:: Provided entries

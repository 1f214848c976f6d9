use crate::polynomial::Polynomial;
use crate::types::Field;

/// Builds the unique degree-`< n` polynomial through `points`, by summing scaled Lagrange basis
/// polynomials. Unlike plonky2's FFT-based `interpolant`, this works for an arbitrary point set,
/// not just a two-adic subgroup — needed since FRI/STARK interpolate through query-derived
/// point sets that are not roots of unity.
pub fn lagrange_interpolate<F: Field>(points: &[(F, F)]) -> Polynomial<F> {
    let n = points.len();
    let mut result = Polynomial::zero();
    for i in 0..n {
        let (xi, yi) = points[i];
        if yi.is_zero() {
            continue;
        }
        let other_xs: Vec<F> = (0..n).filter(|&j| j != i).map(|j| points[j].0).collect();
        let numerator = Polynomial::from_roots(&other_xs);
        let denom: F = other_xs.iter().map(|&xj| xi - xj).product();
        let basis = &numerator * (yi * denom.inverse());
        result = &result + &basis;
    }
    result
}

/// Barycentric weights for `points`, for use with [`interpolate_at`].
pub fn barycentric_weights<F: Field>(points: &[(F, F)]) -> Vec<F> {
    let n = points.len();
    (0..n)
        .map(|i| {
            let product: F = (0..n)
                .filter(|&j| j != i)
                .map(|j| points[i].0 - points[j].0)
                .product();
            product.inverse()
        })
        .collect()
}

/// Evaluates the interpolant of `points` at `x` directly, without building its coefficient
/// vector. Cheaper than [`lagrange_interpolate`] followed by `eval` when only a handful of
/// evaluation points are needed, as in the FRI verifier's per-query consistency check.
pub fn interpolate_at<F: Field>(points: &[(F, F)], x: F, weights: &[F]) -> F {
    for &(xi, yi) in points {
        if xi == x {
            return yi;
        }
    }
    let l_x: F = points.iter().map(|&(xi, _)| x - xi).product();
    let sum: F = (0..points.len())
        .map(|i| {
            let (xi, yi) = points[i];
            weights[i] * yi * (x - xi).inverse()
        })
        .sum();
    l_x * sum
}

#[cfg(test)]
mod tests {
    use super::*;
    use crate::small193::Small193Field as F;

    #[test]
    fn interpolant_matches_source_points() {
        let points = [
            (F::from_canonical_u64(1), F::from_canonical_u64(4)),
            (F::from_canonical_u64(2), F::from_canonical_u64(9)),
            (F::from_canonical_u64(5), F::from_canonical_u64(25)),
        ];
        let poly = lagrange_interpolate(&points);
        for &(x, y) in &points {
            assert_eq!(poly.eval(x), y);
        }
    }

    #[test]
    fn interpolate_at_matches_coefficient_form() {
        let points = [
            (F::from_canonical_u64(3), F::from_canonical_u64(11)),
            (F::from_canonical_u64(8), F::from_canonical_u64(40)),
            (F::from_canonical_u64(12), F::from_canonical_u64(2)),
        ];
        let poly = lagrange_interpolate(&points);
        let weights = barycentric_weights(&points);
        let x = F::from_canonical_u64(50);
        assert_eq!(poly.eval(x), interpolate_at(&points, x, &weights));
    }
}
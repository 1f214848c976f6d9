use std::fmt::{self, Debug, Display, Formatter};
use std::hash::{Hash, Hasher};
use std::iter::{Product, Sum};
use std::ops::{Add, AddAssign, Mul, MulAssign, Neg, Sub, SubAssign};

use rand::Rng;
use serde::{Deserialize, Serialize};

use crate::inversion::try_inverse_u64;
use crate::types::{Field, Sample};

/// The 31-bit BabyBear field, `p = 2^31 - 2^27 + 1`. Its values fit in a `u32`, but arithmetic is
/// carried out in `u64` to keep products from overflowing before reduction.
#[derive(Copy, Clone, Serialize, Deserialize)]
#[repr(transparent)]
pub struct BabyBearField(pub u32);

impl BabyBearField {
    pub const ORDER: u64 = 2_013_265_921;
}

impl Default for BabyBearField {
    fn default() -> Self {
        Self::ZERO
    }
}

impl PartialEq for BabyBearField {
    fn eq(&self, other: &Self) -> bool {
        self.to_canonical_u64() == other.to_canonical_u64()
    }
}

impl Eq for BabyBearField {}

impl Hash for BabyBearField {
    fn hash<H: Hasher>(&self, state: &mut H) {
        state.write_u64(self.to_canonical_u64())
    }
}

impl Display for BabyBearField {
    fn fmt(&self, f: &mut Formatter<'_>) -> fmt::Result {
        Display::fmt(&self.to_canonical_u64(), f)
    }
}

impl Debug for BabyBearField {
    fn fmt(&self, f: &mut Formatter<'_>) -> fmt::Result {
        Debug::fmt(&self.to_canonical_u64(), f)
    }
}

impl Field for BabyBearField {
    const ZERO: Self = Self(0);
    const ONE: Self = Self(1);
    const TWO: Self = Self(2);
    const NEG_ONE: Self = Self((Self::ORDER - 1) as u32);
    const ORDER: u64 = Self::ORDER;
    const TWO_ADICITY: usize = 27;

    // p - 1 = 2^27 * 15; `31` generates the full multiplicative group.
    const MULTIPLICATIVE_GROUP_GENERATOR: Self = Self(31);

    // g^15 mod p, the generator of the order-2^27 subgroup.
    const POWER_OF_TWO_GENERATOR: Self = Self(440_564_289);

    #[inline]
    fn try_inverse(&self) -> Option<Self> {
        try_inverse_u64(self)
    }

    #[inline]
    fn from_canonical_u64(n: u64) -> Self {
        debug_assert!(n < Self::ORDER);
        Self(n as u32)
    }

    #[inline]
    fn to_canonical_u64(&self) -> u64 {
        self.0 as u64
    }
}

impl Sample for BabyBearField {
    fn sample<R: Rng + ?Sized>(rng: &mut R) -> Self {
        Self::from_canonical_u64(rng.gen_range(0..Self::ORDER))
    }
}

impl Neg for BabyBearField {
    type Output = Self;

    #[inline]
    fn neg(self) -> Self {
        if self.is_zero() {
            Self::ZERO
        } else {
            Self::from_canonical_u64(Self::ORDER - self.to_canonical_u64())
        }
    }
}

impl Add for BabyBearField {
    type Output = Self;

    #[inline]
    fn add(self, rhs: Self) -> Self {
        Self::from_canonical_u64((self.to_canonical_u64() + rhs.to_canonical_u64()) % Self::ORDER)
    }
}

impl AddAssign for BabyBearField {
    #[inline]
    fn add_assign(&mut self, rhs: Self) {
        *self = *self + rhs;
    }
}

impl Sum for BabyBearField {
    fn sum<I: Iterator<Item = Self>>(iter: I) -> Self {
        iter.fold(Self::ZERO, |acc, x| acc + x)
    }
}

impl Sub for BabyBearField {
    type Output = Self;

    #[inline]
    fn sub(self, rhs: Self) -> Self {
        self + (-rhs)
    }
}

impl SubAssign for BabyBearField {
    #[inline]
    fn sub_assign(&mut self, rhs: Self) {
        *self = *self - rhs;
    }
}

impl Mul for BabyBearField {
    type Output = Self;

    #[inline]
    fn mul(self, rhs: Self) -> Self {
        let product = (self.0 as u64) * (rhs.0 as u64);
        Self::from_canonical_u64(product % Self::ORDER)
    }
}

impl MulAssign for BabyBearField {
    #[inline]
    fn mul_assign(&mut self, rhs: Self) {
        *self = *self * rhs;
    }
}

impl Product for BabyBearField {
    fn product<I: Iterator<Item = Self>>(iter: I) -> Self {
        iter.fold(Self::ONE, |acc, x| acc * x)
    }
}
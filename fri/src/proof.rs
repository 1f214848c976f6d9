use stark_field::{Field, Polynomial};

use crate::merkle::{Hash, MerkleProof};

/// The queried openings for a single FRI round: the stacked rows at the queried indices, their
/// Merkle inclusion paths, and the (round-local) indices they were queried at.
#[derive(Clone, Debug)]
pub struct RoundProof<F: Field> {
    pub stacked_rows: Vec<Vec<F>>,
    pub paths: Vec<MerkleProof>,
    pub indices: Vec<usize>,
}

/// A complete FRI proof: one [`RoundProof`] and committed root per round, the final polynomial,
/// and the degree-correction polynomial applied to round 0.
#[derive(Clone, Debug)]
pub struct FriProof<F: Field> {
    pub roots: Vec<Hash>,
    pub round_proofs: Vec<RoundProof<F>>,
    pub final_polynomial: Polynomial<F>,
    pub degree_correction_polynomial: Polynomial<F>,
}
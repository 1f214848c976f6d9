//! Toy AIR for the Fibonacci sequence, used to exercise the prover/verifier end to end.

use std::collections::HashMap;

use stark_field::{Field, MultivariatePoly};

use crate::air::Air;

/// Computes `n` rows with `row[0] = F(i)`, `row[1] = F(i+1)`.
pub struct FibonacciAir<F: Field> {
    trace_height: usize,
    last_value: F,
}

impl<F: Field> FibonacciAir<F> {
    pub fn new(trace_height: usize, last_value: F) -> Self {
        Self { trace_height, last_value }
    }
}

impl<F: Field> Air<F> for FibonacciAir<F> {
    fn aet(&self) -> Vec<Vec<F>> {
        let mut rows = Vec::with_capacity(self.trace_height);
        rows.push(vec![F::ZERO, F::ONE]);
        for i in 1..self.trace_height {
            let prev = &rows[i - 1];
            rows.push(vec![prev[1], prev[0] + prev[1]]);
        }
        rows
    }

    fn boundary_constraints(&self) -> Vec<(usize, usize, F)> {
        vec![(0, 0, F::ZERO), (self.trace_height - 1, 1, self.last_value)]
    }

    fn transition_constraints(&self) -> Vec<MultivariatePoly<F>> {
        // y1 - x2
        let a = MultivariatePoly::new(
            4,
            HashMap::from([(vec![0, 0, 1, 0], F::ONE), (vec![0, 1, 0, 0], -F::ONE)]),
        );
        // y2 - x1 - x2
        let b = MultivariatePoly::new(
            4,
            HashMap::from([
                (vec![0, 0, 0, 1], F::ONE),
                (vec![1, 0, 0, 0], -F::ONE),
                (vec![0, 1, 0, 0], -F::ONE),
            ]),
        );
        vec![a, b]
    }

    fn n_registers(&self) -> usize {
        2
    }
}

#[cfg(test)]
mod tests {
    use super::*;
    use crate::boundary::BoundaryConstraint;
    use crate::parameters::StarkParameters;
    use stark_field::GoldilocksField as F;
    use stark_fri::{FriParameters, Sponge};

    fn params() -> StarkParameters<F> {
        let fri = FriParameters::<F>::new(2, 2, 16, 1, 5).unwrap();
        StarkParameters::new(fri, 16)
    }

    #[test]
    fn honest_fibonacci_proof_verifies() {
        // F(16) = 987 under F(0)=0, F(1)=1 indexing; row 15's second register holds it.
        let air = FibonacciAir::new(16, F::from_canonical_u64(987));
        let params = params();

        let mut prover_sponge = Sponge::new();
        let proof = crate::prover::prove(&air, &params, &mut prover_sponge).unwrap();

        let boundary: Vec<BoundaryConstraint<F>> = air
            .boundary_constraints()
            .into_iter()
            .map(|(row, register, value)| BoundaryConstraint { row, register, value })
            .collect();
        let transitions = air.transition_constraints();

        let mut verifier_sponge = Sponge::new();
        assert!(crate::verifier::verify(&proof, &boundary, &transitions, 2, &params, &mut verifier_sponge).is_ok());
    }

    #[test]
    fn tampered_boundary_value_fails_verification() {
        let air = FibonacciAir::new(16, F::from_canonical_u64(987));
        let params = params();

        let mut prover_sponge = Sponge::new();
        let proof = crate::prover::prove(&air, &params, &mut prover_sponge).unwrap();

        // verifier checks against a wrong claimed last Fibonacci value.
        let boundary = vec![
            BoundaryConstraint { row: 0, register: 0, value: F::ZERO },
            BoundaryConstraint { row: 15, register: 1, value: F::from_canonical_u64(988) },
        ];
        let transitions = air.transition_constraints();

        let mut verifier_sponge = Sponge::new();
        assert!(crate::verifier::verify(&proof, &boundary, &transitions, 2, &params, &mut verifier_sponge).is_err());
    }
}
use crate::types::Field;

/// Inverts an element via the extended Euclidean algorithm on `(ORDER, x)`, run in `i128` to
/// avoid overflow for any of the field sizes this crate supports. Returns `None` for zero.
///
/// Plonky2's Goldilocks implementation instead uses a branchless plus-minus binary GCD
/// specialized to a single 64-bit modulus; since this crate's fields are small enough that
/// inversion is never a bottleneck, a single generic routine is used for all three.
pub(crate) fn try_inverse_u64<F: Field>(x: &F) -> Option<F> {
    let a = x.to_canonical_u64() as i128;
    let modulus = F::ORDER as i128;
    if a == 0 {
        return None;
    }

    let (mut old_r, mut r) = (a, modulus);
    let (mut old_s, mut s) = (1i128, 0i128);
    while r != 0 {
        let q = old_r / r;
        (old_r, r) = (r, old_r - q * r);
        (old_s, s) = (s, old_s - q * s);
    }
    // old_r is now gcd(a, modulus), which must be 1 since modulus is prime and a != 0.
    debug_assert_eq!(old_r, 1, "bug in try_inverse_u64: inputs were not coprime");

    let canonical = old_s.rem_euclid(modulus) as u64;
    Some(F::from_canonical_u64(canonical))
}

::::

Your task: The reply should consist of a single number: how many lines in the listing contain the word "usize".

Task response: 6